I drive a 2002 Chevy 2500 Suburban, and before that a 1991 1500 Suburban, and I deal with the wonders a north-eastern Ontario climate provides on a daily basis. From blizzards and ice storms to torrential rains and heat waves, you name it.

My SUV’s bumper is lower than almost every pickup truck out there, and the blind spots, both front and back, less than a pickup.

The cargo area is always full of tools, the trailer hitch receiver regularly greased, and often enough 10 or 12 foot long lumber is stashed into the back when the trailer is parked off site somewhere.

Yet it is dwarfed in size when a new model pickup pulls up beside me.

Through my own non-scientific parking lot observations gathered over these past few years, my conclusion is these larger pickups are favoured by oversized drivers.

The hypothesis I’ve come up with is the oversized driver/passenger finds it easier to fall out or heave up into to the cab of a pickup than try to stand up and out of or bend down and slide into the seat of a sedan.

Plus, as for winter driving, the backend of a rear wheel drive pickup is so light as to make them useless, unless they are stuffed with several hundred pounds worth of 50/50 sand/ salt mix.

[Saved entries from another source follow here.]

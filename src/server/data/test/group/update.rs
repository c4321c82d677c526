use super::*;

/// Tests updating a group replaces its teacher set.
///
/// Expected: Ok with new columns and only the new teachers assigned
#[tokio::test]
async fn replaces_columns_and_teachers() -> Result<(), DbErr> {
    let test = TestBuilder::new().with_group_tables().build().await.unwrap();
    let db = test.db.as_ref().unwrap();

    let location = factory::create_location(db).await?;
    let status = factory::create_status(db).await?;
    let other_status = factory::create_status(db).await?;
    let old_teacher = factory::user::create_user_with_role(db, "teacher", Some(location.id)).await?;
    let new_teacher = factory::user::create_user_with_role(db, "teacher", Some(location.id)).await?;

    let group = factory::group::GroupFactory::new(db, location.id, status.id)
        .name("Before")
        .teacher(old_teacher.id)
        .build()
        .await?;

    let repo = GroupRepository::new(db);
    let updated = repo
        .update(
            group.id,
            GroupRecord {
                name: "After".to_string(),
                location_id: location.id,
                status_id: other_status.id,
                teacher_ids: vec![new_teacher.id],
                start_date: None,
                finish_date: chrono::NaiveDate::from_ymd_opt(2026, 12, 20),
            },
        )
        .await?;

    assert_eq!(updated.id, group.id);
    assert_eq!(updated.name, "After");
    assert_eq!(updated.status.id, other_status.id);
    assert_eq!(updated.finish_date, chrono::NaiveDate::from_ymd_opt(2026, 12, 20));
    assert_eq!(updated.teachers.len(), 1);
    assert_eq!(updated.teachers[0].id, new_teacher.id);

    let assignments = entity::prelude::GroupTeacher::find().all(db).await?;
    assert_eq!(assignments.len(), 1);

    Ok(())
}

/// Tests updating a group that does not exist.
///
/// Expected: Err
#[tokio::test]
async fn fails_for_missing_group() -> Result<(), DbErr> {
    let test = TestBuilder::new().with_group_tables().build().await.unwrap();
    let db = test.db.as_ref().unwrap();

    let location = factory::create_location(db).await?;
    let status = factory::create_status(db).await?;

    let repo = GroupRepository::new(db);
    let result = repo
        .update(
            42,
            GroupRecord {
                name: "Ghost".to_string(),
                location_id: location.id,
                status_id: status.id,
                teacher_ids: vec![],
                start_date: None,
                finish_date: None,
            },
        )
        .await;

    assert!(result.is_err());

    Ok(())
}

Which explains why most pickups have a 4x4 drivetrain, although they too get stuck or spin out like a top if care is not taken driving them in adverse winter conditions -again because of the light backend.

So I too am befuddled as to why the pickup is as favoured as it is. Mind you, the other day while driving from one job site to the next, I quipped to my fellow traveller, it would be great to have one of those smaller Japanese style trucks to bomb around in.